Which brings me to... routers.

I can acquire a routing table that comes empty, and acquire a good router to bolt to it. It seems to me there should be such a thing as a pneumatic router. That said, is it worthwhile getting one? I don't particularly envision a router being a mainstay, though i'd probably buy a good one (like I got the DeWalt impact driver--probably same rank for a router). On the other hand, if I do any measurable amount of woodworking, the router will probably become a primary tool...

Point being I don't need/want a $5000 top-of-the-line super-duty commercial tool. So...
  • Air router - Is it a thing? Can I get one and slap it in a router table?
  • Are these going to be reasonably priced?

woodworkbykirk 02-24-2013 05:52 PM

if you want a air operated router your going to need a massive compressor to run it. it needs continous air which means a large tank with a motor with a extremely high cfm rating.. just buy a electric router

bluefoxicy 02-24-2013 05:55 PM

Interesting, though that wasn't the question.

Trying to establish what tools are out there, what advantages, costs, requirements, etc. first. Merits and strategy comes when you understand the options. I already understand the electric router option--you buy one that puts out $TORQUE and you plug it in.

oh'mike 02-24-2013 06:44 PM

Many Amish woods shops are all pneumatic---I would think an air powered shaper may be available----router? I doubt it-----

I tried some air sanders ----they over ran my compressor----I figured I'd need a huge 5 horse power hog to run them---so I gave up on the idea---

Seemed silly to power up a 5 horse compressor to run a tool that could be run on 7 amps----

Is there a reason you are thinking of using this air power?

bluefoxicy 02-24-2013 07:01 PM

I use mainly battery powered hand tools but eventually the decision will come down to whether to get the corded power tools or get air tools.

Air tools have the advantage of mechanical simplicity (no electronic controllers, no motors to burn out) and less direct load on the electrical supply (it might take time to refill that tank, but i'm not going to pull the trigger and wind up drawing 15 amps while the other guy is pulling 12 amps on a circular saw and throw a breaker).
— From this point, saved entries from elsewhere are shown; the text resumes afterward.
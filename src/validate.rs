//! Recursive, error-accumulating validator.
//!
//! The walk never stops at the first mismatch: every problem in a property
//! tree is reported in one pass as a `(path, message)` record. Paths are built
//! incrementally on a single `String` buffer (`a.b`, `a.items[2].label`).
//!
//! Semantics worth knowing:
//! - `null` matches every schema; required-ness is checked one level up, by
//!   the enclosing object's `required` set.
//! - `AnyOf` stops at the first matching branch; `OneOf` must try them all.
//!   Either reports a single record for the union, never the branch errors.
//! - Undeclared keys on a `Reject` object are errors only in strict mode.
//! - Depth is bounded by [`ValidationOptions::max_depth`].
use std::fmt::Write as _;

use crate::error::{ContractError, DepthExceeded, ValidationError, Violations};
use crate::schema::{AdditionalPolicy, ObjectSchema, SchemaNode};
use crate::value::{PropertyBag, Value};

pub const DEFAULT_MAX_DEPTH: usize = 128;

#[derive(Debug, Clone, Copy, PartialEq, Eq)]
pub struct ValidationOptions {
    /// Reject undeclared keys on objects whose policy is `Reject`.
    pub strict: bool,
    pub max_depth: usize,
}

impl Default for ValidationOptions {
    fn default() -> Self {
        Self { strict: false, max_depth: DEFAULT_MAX_DEPTH }
    }
}

impl ValidationOptions {
    pub fn strict() -> Self {
        Self { strict: true, ..Self::default() }
    }

    pub fn lenient() -> Self {
        Self::default()
    }

    pub fn with_strict(self, strict: bool) -> Self {
        Self { strict, ..self }
    }

    pub fn with_max_depth(self, max_depth: usize) -> Self {
        Self { max_depth, ..self }
    }
}

impl From<DepthExceeded> for ValidationError {
    fn from(d: DepthExceeded) -> Self {
        ValidationError::new(d.path, format!("nests deeper than the maximum depth of {}", d.max_depth))
    }
}

// ————————————————————————————————————————————————————————————————————————————
// FRONT API
// ————————————————————————————————————————————————————————————————————————————

/// Validate `value` against `schema`, rooted at `path`. Never fails.
///
/// Hitting the depth limit aborts the walk and appends one record at the
/// offending path after the records collected so far.
pub fn validate(value: &Value, schema: &SchemaNode, path: &str, options: &ValidationOptions) -> Vec<ValidationError> {
    Validator::new(*options).collect(value, schema, path)
}

/// Raise one aggregate [`ContractError`] when `value` has any violation.
pub fn ensure_valid(
    value: &Value,
    schema: &SchemaNode,
    path: &str,
    options: &ValidationOptions,
) -> Result<(), ContractError> {
    let errors = Validator::new(*options).check(value, schema, path)?;
    if errors.is_empty() {
        Ok(())
    } else {
        Err(ContractError::Invalid { subject: path.to_string(), violations: Violations::from(errors) })
    }
}

#[derive(Debug, Clone, Copy, Default)]
pub struct Validator {
    options: ValidationOptions,
}

impl Validator {
    pub fn new(options: ValidationOptions) -> Self {
        Self { options }
    }

    pub fn options(&self) -> &ValidationOptions {
        &self.options
    }

    /// Like [`Validator::collect`], but surfaces the depth limit as an error.
    pub fn check(&self, value: &Value, schema: &SchemaNode, path: &str) -> Result<Vec<ValidationError>, DepthExceeded> {
        let mut errors = Vec::new();
        self.walk(value, schema, &mut path.to_string(), 0, &mut errors)?;
        Ok(errors)
    }

    pub fn collect(&self, value: &Value, schema: &SchemaNode, path: &str) -> Vec<ValidationError> {
        let mut errors = Vec::new();
        if let Err(exceeded) = self.walk(value, schema, &mut path.to_string(), 0, &mut errors) {
            errors.push(exceeded.into());
        }
        errors
    }

    /// [`Validator::check`] for a borrowed bag, without wrapping it in a `Value`.
    pub(crate) fn check_props(
        &self,
        bag: &PropertyBag,
        schema: &SchemaNode,
        path: &str,
    ) -> Result<Vec<ValidationError>, DepthExceeded> {
        let mut errors = Vec::new();
        self.walk_props(bag, schema, path, &mut errors)?;
        Ok(errors)
    }

    pub(crate) fn collect_props(&self, bag: &PropertyBag, schema: &SchemaNode, path: &str) -> Vec<ValidationError> {
        let mut errors = Vec::new();
        if let Err(exceeded) = self.walk_props(bag, schema, path, &mut errors) {
            errors.push(exceeded.into());
        }
        errors
    }

    // ------------------------------ walk ------------------------------ //

    fn walk_props(
        &self,
        bag: &PropertyBag,
        schema: &SchemaNode,
        path: &str,
        errors: &mut Vec<ValidationError>,
    ) -> Result<(), DepthExceeded> {
        let mut path = path.to_string();
        match schema {
            SchemaNode::ObjectOf(obj) => self.walk_object(bag, obj, &mut path, 0, errors),
            // unions and the like need the bag as a value
            other => self.walk(&Value::Object(bag.clone()), other, &mut path, 0, errors),
        }
    }

    fn walk(
        &self,
        value: &Value,
        schema: &SchemaNode,
        path: &mut String,
        depth: usize,
        errors: &mut Vec<ValidationError>,
    ) -> Result<(), DepthExceeded> {
        if value.is_null() {
            return Ok(());
        }
        if depth > self.options.max_depth {
            tracing::debug!(path = %path, max_depth = self.options.max_depth, "validation depth exceeded");
            return Err(DepthExceeded { path: path.clone(), max_depth: self.options.max_depth });
        }

        match schema {
            SchemaNode::AnyValue => {}

            SchemaNode::Primitive { of } => {
                if !of.admits(value) {
                    errors.push(mismatch(path, of.as_str(), value));
                }
            }

            SchemaNode::Enum { values } => {
                if !values.iter().any(|allowed| allowed.loosely_equals(value)) {
                    errors.push(ValidationError::new(path.clone(), format!("must be one of {}", render_values(values))));
                }
            }

            SchemaNode::StringPattern { pattern } => match value {
                Value::Str(s) if pattern.matches_start(s) => {}
                Value::Str(_) => {
                    errors.push(ValidationError::new(
                        path.clone(),
                        format!("does not match pattern {:?}", pattern.as_str()),
                    ));
                }
                other => errors.push(mismatch(path, "string", other)),
            },

            SchemaNode::NumericRange { min, max, integer } => {
                let n = match value {
                    Value::Int(i) => *i as f64,
                    Value::Float(f) if !*integer => *f,
                    other => {
                        errors.push(mismatch(path, if *integer { "integer" } else { "number" }, other));
                        return Ok(());
                    }
                };
                if let Some(min) = min.filter(|m| n < *m) {
                    errors.push(ValidationError::new(path.clone(), format!("{n} is below the minimum of {min}")));
                } else if let Some(max) = max.filter(|m| n > *m) {
                    errors.push(ValidationError::new(path.clone(), format!("{n} is above the maximum of {max}")));
                }
            }

            SchemaNode::ArrayOf { items, min_items, max_items } => {
                let Value::Array(xs) = value else {
                    errors.push(ValidationError::new(path.clone(), format!("must be an array, got {}", value.type_name())));
                    return Ok(());
                };
                if let Some(min) = min_items.filter(|m| xs.len() < *m) {
                    errors.push(ValidationError::new(
                        path.clone(),
                        format!("must have at least {min} items, got {}", xs.len()),
                    ));
                }
                if let Some(max) = max_items.filter(|m| xs.len() > *m) {
                    errors.push(ValidationError::new(
                        path.clone(),
                        format!("must have at most {max} items, got {}", xs.len()),
                    ));
                }
                // elements are checked regardless of bound violations
                let mark = path.len();
                for (i, item) in xs.iter().enumerate() {
                    let _ = write!(path, "[{i}]");
                    self.walk(item, items, path, depth + 1, errors)?;
                    path.truncate(mark);
                }
            }

            SchemaNode::ObjectOf(obj) => match value {
                Value::Object(map) => self.walk_object(map, obj, path, depth, errors)?,
                other => errors.push(ValidationError::new(
                    path.clone(),
                    format!("must be an object, got {}", other.type_name()),
                )),
            },

            SchemaNode::AnyOf { branches } => {
                for branch in branches {
                    if self.matches(value, branch, path, depth)? {
                        return Ok(());
                    }
                }
                errors.push(ValidationError::new(
                    path.clone(),
                    format!("does not match any of the {} allowed schemas", branches.len()),
                ));
            }

            SchemaNode::OneOf { branches } => {
                let mut matched = 0usize;
                for branch in branches {
                    if self.matches(value, branch, path, depth)? {
                        matched += 1;
                    }
                }
                match matched {
                    1 => {}
                    0 => errors.push(ValidationError::new(
                        path.clone(),
                        format!("does not match any of the {} schemas (expected exactly one)", branches.len()),
                    )),
                    n => errors.push(ValidationError::new(
                        path.clone(),
                        format!("is ambiguous: matches {n} of the {} schemas (expected exactly one)", branches.len()),
                    )),
                }
            }
        }
        Ok(())
    }

    fn walk_object(
        &self,
        map: &PropertyBag,
        obj: &ObjectSchema,
        path: &mut String,
        depth: usize,
        errors: &mut Vec<ValidationError>,
    ) -> Result<(), DepthExceeded> {
        let mark = path.len();
        for key in &obj.required {
            if !map.contains_key(key) {
                push_key(path, key);
                errors.push(ValidationError::new(path.clone(), "is required"));
                path.truncate(mark);
            }
        }

        let reject_unknown = self.options.strict && obj.additional == AdditionalPolicy::Reject;
        for (key, child) in map {
            push_key(path, key);
            match obj.properties.get(key) {
                Some(child_schema) => self.walk(child, child_schema, path, depth + 1, errors)?,
                None if reject_unknown => errors.push(ValidationError::new(path.clone(), "is not allowed")),
                None => {}
            }
            path.truncate(mark);
        }
        Ok(())
    }

    /// Evaluate a union branch in isolation; its errors are discarded.
    fn matches(&self, value: &Value, branch: &SchemaNode, path: &mut String, depth: usize) -> Result<bool, DepthExceeded> {
        let mut scratch = Vec::new();
        self.walk(value, branch, path, depth + 1, &mut scratch)?;
        Ok(scratch.is_empty())
    }
}

// ------------------------------- Helpers ---------------------------------- //

fn push_key(path: &mut String, key: &str) {
    if !path.is_empty() {
        path.push('.');
    }
    path.push_str(key);
}

fn mismatch(path: &str, expected: &str, found: &Value) -> ValidationError {
    ValidationError::new(path, format!("expected {expected}, got {}", found.type_name()))
}

fn render_values(values: &[Value]) -> String {
    let rendered: Vec<String> = values
        .iter()
        .map(|v| serde_json::Value::from(v.clone()).to_string())
        .collect();
    format!("[{}]", rendered.join(", "))
}

// ------------------------------- Tests ------------------------------------ //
The disadvantage is the cost of a big tank, the portability (yeah, if it needs a big tank, I need to bring the big tank; air hand drills I could bring a 5 gallon pancake for I guess), and potentially the cost of tools or compatibility with various tanks (low-flow won't cut it for big jobs).

I'm also under the impression that they're quieter and have a lower hazard risk of electrical shock and fire. There's hazard risk of a tank explosion or exposure to high pressure air if the line ruptures, though.

So, piles of stuff.

Need more research.

A routing table happens to be the only tool I can currently see an immediate potential use for.

oh'mike 02-24-2013 07:10 PM

You may learn,as I did, that air tools for wood working is not practical---

If this works out for you,please keep us posted-----

bluefoxicy 02-24-2013 07:14 PM

hmm. So I should go with electric tools and look into air tools for other functions as I require other power tools?

I tried doing the math for a pressure washer with air. I am convinced you cannot build one. Pressure systems simply do not work that way (the pressure is the same throughout the whole system, so you would need air flow at 1500PSI from a 1500PSI tank, or an air driven motor with a huge step-up and a MASSIVE amount of air flow).

Perhaps the same sort of limitations apply here: not enough mass and pressure to produce torque under any reasonable setup.

oh'mike 02-24-2013 07:42 PM

All I can remember was watching the lights dim as my biggest compressor kicked on ----repeatedly--while operating a small palm sander---

So I just use the compressor for spraying finishes--and nail guns---

Actually---I have an HVLP blower now--so the old spray gun just gathers dust--

funfool 02-24-2013 08:23 PM

To get the required air to power the tool you are asking about.
You will meed a industrial 240 volt air compressor. And then you will need a very efficient dryer in the system to collect the moisture out of the air, you do not want to spray it all over your project with a air tool.

My only real point to replying is, your first answer from woodworkbykirk was correct.
I kinda thought you were rude to him with your reply.
I can try to explain how expensive setting up a air wood working shop would be, I can understand the advantages that a large company or maybe Amish would have over the air operated shop. Would be powerful light weight tools that could be rebuilt with a few o rings and over all cost would be lower over years. But only in a high production Factory.
For what it sounds like you want, would be silly to consider it.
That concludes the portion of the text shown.